When I say pure morality is unconcerned with ends, I mean it is concerned only with means, with the conduct of the individual. The state of the world is never within your control; only your behavior is. A pure moral system -which arbitrates your relationship with the world- cannot depend at all on variables beyond your control or it is worthless, contingent, ungoverning. Thus pure morality has little to say about justice or peace or other political concepts involving the group; rather, justice and peace emerge from aggregated individual morality.

(This is why efforts to “legislate morality” are deeply problematic. As social morality is an emergent phenomenon, it is not within our capacity to lead the horse with the cart by enforcing ends; we must be and inspire moral individuals, a process nearly impossible except on the interpersonal scale).

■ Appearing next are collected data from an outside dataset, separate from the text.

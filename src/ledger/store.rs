//! LedgerStore - CSV read, atomic rewrite and append

use crate::config::TrackerConfig;
use crate::error::{TrackError, TrackResult};
use crate::models::{LedgerRow, LedgerSchema};
use std::fs::{self, File, OpenOptions};
use std::io::{BufRead, BufReader, ErrorKind, Read, Seek, SeekFrom, Write};
use std::path::{Path, PathBuf};
use tempfile::NamedTempFile;

/// In-memory ledger: the header layout it was read with plus rows in file order
#[derive(Debug, Clone, PartialEq, Eq)]
pub struct Ledger {
    schema: LedgerSchema,
    rows: Vec<LedgerRow>,
}

impl Default for Ledger {
    fn default() -> Self {
        Self::empty()
    }
}

impl Ledger {
    /// Empty ledger using the canonical header
    pub fn empty() -> Self {
        Self {
            schema: LedgerSchema::canonical(),
            rows: Vec::new(),
        }
    }

    pub fn new(schema: LedgerSchema, rows: Vec<LedgerRow>) -> Self {
        Self { schema, rows }
    }

    pub fn schema(&self) -> &LedgerSchema {
        &self.schema
    }

    pub fn rows(&self) -> &[LedgerRow] {
        &self.rows
    }

    pub fn rows_mut(&mut self) -> &mut [LedgerRow] {
        &mut self.rows
    }

    pub fn push(&mut self, row: LedgerRow) {
        self.rows.push(row);
    }

    pub fn len(&self) -> usize {
        self.rows.len()
    }

    pub fn is_empty(&self) -> bool {
        self.rows.is_empty()
    }

    /// Indices of rows whose derived identity equals `identity`
    pub fn find(&self, identity: &str, prefix: &str) -> Vec<usize> {
        self.rows
            .iter()
            .enumerate()
            .filter(|(_, row)| row.identity(prefix).as_deref() == Some(identity))
            .map(|(idx, _)| idx)
            .collect()
    }

    /// Identities that occur in more than one row, with their counts
    pub fn duplicates(&self, prefix: &str) -> Vec<(String, usize)> {
        let mut counts = std::collections::BTreeMap::new();
        for identity in self.rows.iter().filter_map(|row| row.identity(prefix)) {
            *counts.entry(identity).or_insert(0usize) += 1;
        }
        counts.into_iter().filter(|(_, count)| *count > 1).collect()
    }

    /// Convert to the canonical header and canonical status spelling. Rows
    /// with an unrecognized status keep it. Returns false when there was
    /// nothing to change.
    pub fn migrate(&mut self) -> bool {
        let stale_status = self
            .rows
            .iter()
            .any(|row| matches!(row.known_stage(), Some(stage) if row.status_text() != stage.name()));
        if self.schema.is_canonical() && !stale_status {
            return false;
        }

        self.schema = self.schema.migrated();
        for row in &mut self.rows {
            row.canonicalize_status();
        }
        true
    }
}

/// Reads and writes the ledger file
pub struct LedgerStore {
    path: PathBuf,
}

impl LedgerStore {
    pub fn new(config: &TrackerConfig) -> Self {
        Self::at(config.ledger_path())
    }

    pub fn at(path: impl Into<PathBuf>) -> Self {
        Self { path: path.into() }
    }

    pub fn path(&self) -> &Path {
        &self.path
    }

    pub fn exists(&self) -> bool {
        self.path.is_file()
    }

    /// Load all rows in file order. Fails with `MissingLedger` when the file
    /// does not exist; an empty file is an empty canonical ledger.
    pub fn load(&self) -> TrackResult<Ledger> {
        let file = self.open()?;
        let mut reader = csv::ReaderBuilder::new()
            .has_headers(true)
            .flexible(true)
            .from_reader(file);

        let header: Vec<String> = reader.headers()?.iter().map(|h| h.to_string()).collect();
        if header.iter().all(|h| h.trim().is_empty()) {
            return Ok(Ledger::empty());
        }

        let schema = LedgerSchema::from_header(header)?;
        let mut rows = Vec::new();
        for (idx, record) in reader.records().enumerate() {
            let record = record?;
            let line = record
                .position()
                .map(|p| p.line() as usize)
                .unwrap_or(idx + 2);
            rows.push(schema.decode(&record, line)?);
        }

        Ok(Ledger::new(schema, rows))
    }

    /// Like [`load`](Self::load), but a missing ledger is an empty one
    pub fn load_or_empty(&self) -> TrackResult<Ledger> {
        match self.load() {
            Err(TrackError::MissingLedger(_)) => Ok(Ledger::empty()),
            other => other,
        }
    }

    /// Rewrite the whole ledger atomically: temp file in the same directory,
    /// then rename over the previous file
    pub fn save(&self, ledger: &Ledger) -> TrackResult<()> {
        let temp_file = self.prepare(ledger)?;
        temp_file.persist(&self.path)?;
        tracing::debug!(path = %self.path.display(), rows = ledger.len(), "ledger saved");
        Ok(())
    }

    /// First half of [`save`](Self::save): a fully written and synced temp file
    /// that has not yet replaced the ledger
    pub fn prepare(&self, ledger: &Ledger) -> TrackResult<NamedTempFile> {
        let parent = self.parent_dir();
        fs::create_dir_all(&parent)?;

        let mut temp_file = NamedTempFile::new_in(&parent)?;
        {
            let mut writer = csv::WriterBuilder::new()
                .flexible(true)
                .from_writer(temp_file.as_file_mut());
            writer.write_record(ledger.schema().header())?;
            for row in ledger.rows() {
                writer.write_record(ledger.schema().encode(row))?;
            }
            writer.flush()?;
        }
        temp_file.as_file().sync_all()?;

        Ok(temp_file)
    }

    /// Add one row without rewriting the file. The complete line (with a
    /// leading newline if the file lacks a trailing one) goes out in a single
    /// write. A missing ledger is created with the canonical header.
    pub fn append(&self, row: &LedgerRow) -> TrackResult<()> {
        let (schema, mut buffer) = match self.read_schema()? {
            Some(schema) => {
                let buffer = if self.ends_without_newline()? {
                    b"\n".to_vec()
                } else {
                    Vec::new()
                };
                (schema, buffer)
            }
            None => {
                let schema = LedgerSchema::canonical();
                let header = encode_record(schema.header())?;
                (schema, header)
            }
        };
        buffer.extend(encode_record(&schema.encode(row))?);

        fs::create_dir_all(self.parent_dir())?;
        let mut file = OpenOptions::new()
            .create(true)
            .append(true)
            .open(&self.path)?;
        file.write_all(&buffer)?;
        file.sync_data()?;

        tracing::debug!(path = %self.path.display(), "ledger row appended");
        Ok(())
    }

    /// Ledger contents as opaque text
    pub fn raw_text(&self) -> TrackResult<String> {
        let mut content = String::new();
        self.open()?.read_to_string(&mut content)?;
        Ok(content)
    }

    fn open(&self) -> TrackResult<File> {
        File::open(&self.path).map_err(|e| match e.kind() {
            ErrorKind::NotFound => TrackError::MissingLedger(self.path.clone()),
            _ => TrackError::Io(e),
        })
    }

    fn parent_dir(&self) -> PathBuf {
        match self.path.parent() {
            Some(parent) if !parent.as_os_str().is_empty() => parent.to_path_buf(),
            _ => PathBuf::from("."),
        }
    }

    /// Schema from the header line only; `None` if the file is missing or empty
    fn read_schema(&self) -> TrackResult<Option<LedgerSchema>> {
        let file = match self.open() {
            Ok(file) => file,
            Err(TrackError::MissingLedger(_)) => return Ok(None),
            Err(e) => return Err(e),
        };

        let mut line = String::new();
        BufReader::new(file).read_line(&mut line)?;
        if line.trim().is_empty() {
            return Ok(None);
        }

        let mut reader = csv::ReaderBuilder::new()
            .has_headers(true)
            .from_reader(line.as_bytes());
        let header = reader.headers()?.iter().map(|h| h.to_string()).collect();
        LedgerSchema::from_header(header).map(Some)
    }

    fn ends_without_newline(&self) -> TrackResult<bool> {
        let mut file = self.open()?;
        if file.metadata()?.len() == 0 {
            return Ok(false);
        }
        file.seek(SeekFrom::End(-1))?;
        let mut last = [0u8; 1];
        file.read_exact(&mut last)?;
        Ok(last[0] != b'\n')
    }
}

fn encode_record<I, T>(fields: I) -> TrackResult<Vec<u8>>
where
    I: IntoIterator<Item = T>,
    T: AsRef<[u8]>,
{
    let mut writer = csv::WriterBuilder::new().flexible(true).from_writer(Vec::new());
    writer.write_record(fields)?;
    writer.into_inner().map_err(|e| TrackError::Io(e.into_error()))
}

Long ago, I asked my father what was extraordinary about Jesus’ willingness to be crucified. After all, I asked: if I proposed to him that he might die painfully but would in doing so give eternal and blissful life to every human being who wanted it, wouldn’t he say yes? Given the context of the Gospels, wouldn’t he be elated to save sinful humanity? I ask this of parents: wouldn’t you die to give your child infinite life without suffering? Wouldn’t we all love to have this: a chance to sacrifice for the good of all humanity, a chance to redeem the world? And to know while doing so that an afterlife awaited you?

If we posit that there was a heroic and incontestably valuable end, we reduce the power of his self-sacrifice, though not completely. (My father proposed that Christians assume Jesus was so fully human that he didn’t know or couldn’t believe in those aspects of his mission, particularly while on the cross; if that is the case, I regret proposing my analysis).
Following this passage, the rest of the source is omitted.